The West is becoming increas­ingly tired of supporting Ukraine. Voices of self-proclaimed ‘pacifists’ on German streets and in state parlia­ments are shouting “peace” ever more loudly — but really meaning the de facto subju­ga­tion of Ukraine. In the meantime, people in Ukraine are heading for a harsh winter. Putin is using cold as a weapon and is relying on attrition and fear.

Peace is only possible through military strength

Volodymyr Zelensky has just presented his long-held secret “victory plan” in Wash­ington and at the EU summit and has been widely crit­i­cized for it. Key points include: Ukraine must be inte­grated into European and transat­lantic alliances, and it can only negotiate with Russia from a position of military strength. This neces­sarily means that it is allowed to attack airfields within Russia — in accor­dance with inter­na­tional law, by the way — in order to effec­tively protect its airspace.
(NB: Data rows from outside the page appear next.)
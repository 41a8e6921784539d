//! Header and response-time assertions.

use std::time::Duration;

use crate::fetch::Response;

use super::matching::TextMatchingRule;
use super::TestResult;

#[derive(Debug, Clone)]
pub struct HeaderAssertion {
    pub header: String,
    pub rule: TextMatchingRule,
}

impl HeaderAssertion {
    pub fn new(header: impl Into<String>, rule: TextMatchingRule) -> Self {
        Self {
            header: header.into(),
            rule,
        }
    }

    pub fn description(&self) -> String {
        format!("{} header {}", self.header, self.rule.description())
    }

    pub fn evaluate(&self, response: &Response) -> TestResult {
        match response.header(&self.header) {
            Some(value) => TestResult {
                passed: self.rule.matches(&value),
                description: format!("{} header was {}", self.header, value),
            },
            None => TestResult::failed(format!("{} header was not present", self.header)),
        }
    }
}

#[derive(Debug, Clone)]
pub struct ResponseTimeAssertion {
    pub max: Duration,
}

impl ResponseTimeAssertion {
    pub fn new(max: Duration) -> Self {
        Self { max }
    }

    pub fn description(&self) -> String {
        format!("Response time is {} seconds or less", self.max.as_secs_f64())
    }

    pub fn evaluate(&self, response: &Response) -> TestResult {
        TestResult {
            passed: response.elapsed <= self.max,
            description: format!(
                "Response time was {:.3} seconds",
                response.elapsed.as_secs_f64()
            ),
        }
    }
}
“What we are trying to avoid is the so-called World War II Russian narrative of nuclear deter­rence. It has seeped into our psyche and nourishes the Russian narrative. We have been asleep the last two years. What is driving this strategic fog is fear. The conclu­sions we draw from history are the wrong ones. Sometimes you have to escalate in order to deesca­late. Ukraine can win. We can turn every­thing around in Ukraine the next year.“ Alina Polyakova

An effective protec­tion would also be the desired NATO member­ship of Ukraine. This is not only in the interest of Ukraine, but it is not only in the interest of the Balkan states and the Baltic countries. It is also in the interest of the whole of Europe and the liberal West. It is in Germany’s own best interest.

Ukraine’s security is our security

For Putin, Ukraine is just the beginning, he says that very clear and audible. But we are ignoring reality and still refuse to act deci­sively. Deci­sive­ness is now the only way to prevent a much larger war and to protect our demo­c­ratic and liberal values, the global world order and our own popu­la­tion. It is the only way to secure our own future. The good news is: If we are deter­mined now and not too hesitant, this can be achieved. Then, but only then, can Ukraine win. It is up to us. If we don’t, the war will continue. And it will become far more costly and dangerous than it already is.
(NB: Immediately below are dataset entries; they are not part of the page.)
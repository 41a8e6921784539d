//! Raw directive records as they appear in JSON and YAML input files.
//!
//! Records are deserialized strictly: an unknown key anywhere in a check
//! record is a configuration error rather than a silently ignored typo.

use std::collections::BTreeMap;
use std::fmt;

use serde::Deserialize;

use crate::assertion::{MatchMethod, TextMatchingRule, When};
use crate::error_handling::ConfigError;

/// A string, number or boolean written where text is expected.
#[derive(Debug, Clone, PartialEq, Deserialize)]
#[serde(untagged)]
pub enum ScalarValue {
    Text(String),
    Integer(i64),
    Float(f64),
    Bool(bool),
}

impl fmt::Display for ScalarValue {
    fn fmt(&self, f: &mut fmt::Formatter<'_>) -> fmt::Result {
        match self {
            ScalarValue::Text(s) => f.write_str(s),
            ScalarValue::Integer(i) => write!(f, "{i}"),
            ScalarValue::Float(x) => write!(f, "{x}"),
            ScalarValue::Bool(b) => write!(f, "{b}"),
        }
    }
}

/// A URL, or a choice of URL per level with an `other` fallback.
#[derive(Debug, Clone, PartialEq, Deserialize)]
#[serde(untagged)]
pub enum UrlEntry {
    Plain(String),
    PerLevel(BTreeMap<String, String>),
}

/// `url`/`urls` accept one entry or a list of them.
#[derive(Debug, Clone, PartialEq, Deserialize)]
#[serde(untagged)]
pub enum UrlField {
    One(UrlEntry),
    Many(Vec<UrlEntry>),
}

impl UrlField {
    pub fn entries(&self) -> Vec<&UrlEntry> {
        match self {
            UrlField::One(entry) => vec![entry],
            UrlField::Many(entries) => entries.iter().collect(),
        }
    }
}

/// A status code, or a choice of status code per level.
#[derive(Debug, Clone, PartialEq, Deserialize)]
#[serde(untagged)]
pub enum StatusSpec {
    Code(ScalarValue),
    PerLevel(BTreeMap<String, ScalarValue>),
}

#[derive(Debug, Clone, Deserialize)]
#[serde(deny_unknown_fields)]
pub struct RedirectSpec {
    pub status: Option<ScalarValue>,
    pub location: Option<String>,
    #[serde(default)]
    pub exact: bool,
}

#[derive(Debug, Clone, Deserialize)]
#[serde(deny_unknown_fields)]
pub struct HtmlSpec {
    pub selector: String,
    pub attribute: Option<String>,
    #[serde(default)]
    pub when: When,
    pub regex: Option<ScalarValue>,
    pub startswith: Option<ScalarValue>,
    pub endswith: Option<ScalarValue>,
    pub equals: Option<ScalarValue>,
    pub contains: Option<ScalarValue>,
}

#[derive(Debug, Clone, Deserialize)]
#[serde(deny_unknown_fields)]
pub struct JsonSpec {
    pub selector: String,
    pub regex: Option<ScalarValue>,
    pub startswith: Option<ScalarValue>,
    pub endswith: Option<ScalarValue>,
    pub equals: Option<ScalarValue>,
    pub contains: Option<ScalarValue>,
}

#[derive(Debug, Clone, Deserialize)]
#[serde(deny_unknown_fields)]
pub struct HeaderSpec {
    pub header: String,
    pub regex: Option<ScalarValue>,
    pub startswith: Option<ScalarValue>,
    pub endswith: Option<ScalarValue>,
    pub equals: Option<ScalarValue>,
    pub contains: Option<ScalarValue>,
}

/// Records that carry text-matching keys.
pub trait TextMatchKeys {
    fn pattern(&self, method: MatchMethod) -> Option<&ScalarValue>;

    /// One rule per matching key present, in [`MatchMethod`] order.
    fn rules(&self) -> Result<Vec<TextMatchingRule>, ConfigError> {
        use strum::IntoEnumIterator;
        MatchMethod::iter()
            .filter_map(|method| {
                self.pattern(method)
                    .map(|p| TextMatchingRule::new(method, &p.to_string()))
            })
            .collect()
    }
}

macro_rules! impl_text_match_keys {
    ($($spec:ty),*) => {
        $(
            impl TextMatchKeys for $spec {
                fn pattern(&self, method: MatchMethod) -> Option<&ScalarValue> {
                    match method {
                        MatchMethod::Regex => self.regex.as_ref(),
                        MatchMethod::StartsWith => self.startswith.as_ref(),
                        MatchMethod::EndsWith => self.endswith.as_ref(),
                        MatchMethod::Equals => self.equals.as_ref(),
                        MatchMethod::Contains => self.contains.as_ref(),
                    }
                }
            }
        )*
    };
}

impl_text_match_keys!(HtmlSpec, JsonSpec, HeaderSpec);

#[derive(Debug, Clone, Deserialize)]
#[serde(deny_unknown_fields)]
pub struct XmlSpec {
    pub root: Option<String>,
    pub dtd_filename: Option<String>,
}

#[derive(Debug, Clone, Deserialize)]
#[serde(deny_unknown_fields)]
pub struct JsonSchemaSpec {
    pub schema_filename: Option<String>,
}

#[derive(Debug, Clone, PartialEq, Deserialize)]
#[serde(deny_unknown_fields)]
pub struct BasicAuth {
    pub username: String,
    pub password: String,
}

/// A form login that should leave the session holding cookies.
#[derive(Debug, Clone, PartialEq, Deserialize)]
#[serde(deny_unknown_fields)]
pub struct LoginInstructions {
    pub url: String,
    #[serde(default)]
    pub data: BTreeMap<String, ScalarValue>,
}

/// A `check` directive.
#[derive(Debug, Clone, Default, Deserialize)]
#[serde(deny_unknown_fields)]
pub struct CheckRecord {
    #[serde(default)]
    pub directive: Option<String>,
    pub url: Option<UrlField>,
    pub urls: Option<UrlField>,
    pub status: Option<StatusSpec>,
    pub redirect: Option<RedirectSpec>,
    #[serde(default)]
    pub html: Vec<HtmlSpec>,
    #[serde(default)]
    pub json: Vec<JsonSpec>,
    #[serde(default)]
    pub headers: Vec<HeaderSpec>,
    pub response_time: Option<f64>,
    pub xml: Option<XmlSpec>,
    pub json_schema: Option<JsonSchemaSpec>,
    pub platforms: Option<Vec<String>>,
    pub timeout: Option<f64>,
    #[serde(default)]
    pub follow_redirects: bool,
    pub basic_auth_instructions: Option<BasicAuth>,
    pub auth_cookie_instructions: Option<LoginInstructions>,
    /// Checked by the input parser before the record is deserialized.
    pub only_levels: Option<serde_json::Value>,
}

impl CheckRecord {
    /// A check of one URL with default assertions.
    pub fn for_url(url: impl Into<String>) -> Self {
        Self {
            url: Some(UrlField::One(UrlEntry::Plain(url.into()))),
            ..Default::default()
        }
    }

    pub fn from_value(value: serde_json::Value) -> Result<Self, ConfigError> {
        Ok(serde_json::from_value(value)?)
    }
}

/// An `include` directive.
#[derive(Debug, Clone, Deserialize)]
#[serde(deny_unknown_fields)]
pub struct IncludeRecord {
    #[serde(default)]
    pub directive: Option<String>,
    pub filename: String,
    pub only_levels: Option<serde_json::Value>,
}

#[cfg(test)]
mod tests {
    use super::*;
    use serde_json::json;

    #[test]
    fn test_full_check_record() {
        let record = CheckRecord::from_value(json!({
            "directive": "check",
            "urls": ["http://www.example.com/", {"stag": "http://staging.example.com/", "other": "http://www.example.com/x"}],
            "status": {"live": 200, "other": "30X"},
            "html": [{"selector": "h1", "equals": "Hello", "contains": "ell"}],
            "json": [{"selector": "a.b", "equals": 3}],
            "headers": [{"header": "X-Cache", "regex": "HIT"}],
            "response_time": 1.5,
            "xml": {"root": "rss"},
            "json_schema": {"schema_filename": "schema.json"},
            "platforms": ["desktop", "mobile"],
            "timeout": 5,
            "follow_redirects": true,
            "basic_auth_instructions": {"username": "u", "password": "p"},
            "auth_cookie_instructions": {"url": "http://www.example.com/login", "data": {"user": "u", "remember": 1}}
        }))
        .expect("record parses");

        let urls = record.urls.as_ref().expect("urls").entries();
        assert_eq!(urls.len(), 2);
        assert!(matches!(urls[1], UrlEntry::PerLevel(_)));
        assert!(matches!(record.status, Some(StatusSpec::PerLevel(_))));
        assert_eq!(record.html[0].rules().expect("rules").len(), 2);
        assert_eq!(record.json[0].rules().expect("rules")[0].pattern(), "3");
        assert_eq!(record.timeout, Some(5.0));
        assert!(record.follow_redirects);
        assert_eq!(
            record.auth_cookie_instructions.expect("login").data["remember"],
            ScalarValue::Integer(1)
        );
    }

    #[test]
    fn test_unknown_field_is_rejected() {
        let err = CheckRecord::from_value(json!({"url": "http://a.example.com/", "stauts": 200}))
            .expect_err("typo must fail");
        assert!(matches!(err, ConfigError::InvalidRecord(_)));

        let err = CheckRecord::from_value(
            json!({"url": "http://a.example.com/", "html": [{"selector": "h1", "equal": "x"}]}),
        )
        .expect_err("typo in assertion block must fail");
        assert!(err.to_string().contains("equal"));
    }

    #[test]
    fn test_rules_follow_method_order() {
        let spec: HeaderSpec = serde_json::from_value(json!({
            "header": "Server", "contains": "nginx", "regex": "^ng"
        }))
        .expect("spec");
        let methods: Vec<MatchMethod> = spec.rules().expect("rules").iter().map(|r| r.method()).collect();
        assert_eq!(methods, vec![MatchMethod::Regex, MatchMethod::Contains]);
    }

    #[test]
    fn test_when_defaults_to_always() {
        let spec: HtmlSpec = serde_json::from_value(json!({"selector": ".x"})).expect("spec");
        assert_eq!(spec.when, When::Always);
        let spec: HtmlSpec =
            serde_json::from_value(json!({"selector": ".x", "when": "never"})).expect("spec");
        assert_eq!(spec.when, When::Never);
    }
}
Ukraine doesn’t just need us. We also need Ukraine.

„There are forces within the German popu­la­tion that want to make us believe that Ukraine is none of our business. Ukraine is also defending our European security and the inter­na­tional rules-based order. The outcome of this war will answer the question of whether it will be possible to shift borders by force in the 21st century. Putin’s war aim is not limited to Ukraine; Putin is concerned with the failure of NATO and the failure of the inter­na­tional order. He wants to replace these systems with his own sphere of influence and assert his influence by force and military strength. Peace on such a basis is not sustain­able as long as Moscow is not prepared to accept terri­to­rial integrity and sover­eignty. Tobias Lindner

Even if we don’t want to: We have long been at war with Russia

It’s already not just a war in Ukraine: Disin­for­ma­tion campaigns, murders, acts of sabotage, cyber­at­tacks and espionage... All of this is part of the hybrid war that Russia has been waging against the West for years: Against NATO and above all against Germany. Also because we — unlike the Balkan states, unlike Poland — have fallen for Putin’s narrative and are falling for his rhetoric that feeds fear and insecurity.
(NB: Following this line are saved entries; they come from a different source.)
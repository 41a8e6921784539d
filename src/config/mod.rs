//! Application configuration and constants.
//!
//! This module provides:
//! - Configuration constants (defaults, well-known keys)
//! - The optional YAML settings file
//! - CLI option types and the resolved `RunOptions`

mod constants;
mod settings;
mod types;

pub use constants::*;
pub use settings::Settings;
pub use types::{LogFormat, LogLevel, Opt, ReportFormat, RunOptions};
“The lead­er­ship in the US is either unable or unwilling to under­stand the changes. Our security, our transat­lantic security and our peace is being threat­ened by two powers: China and Russia. If we don’t stop them in Ukraine, we have to face them somewhere else. The admin­is­tra­tion in the US and Germany have enforced their weakness. They have managed to do this by playing up the Russian nuclear threat.” John E. Herbst

While German politi­cians never tire of empha­sizing what they will not do in order not to enrage Putin and prevent the spectre of nuclear war that he has cleverly conjured up from becoming reality (“No attacks on Russian territory”, “We are not at war with Russia”), Russia repeats very clearly who it is at war with: It is not Ukraine alone, it is the West, it is us.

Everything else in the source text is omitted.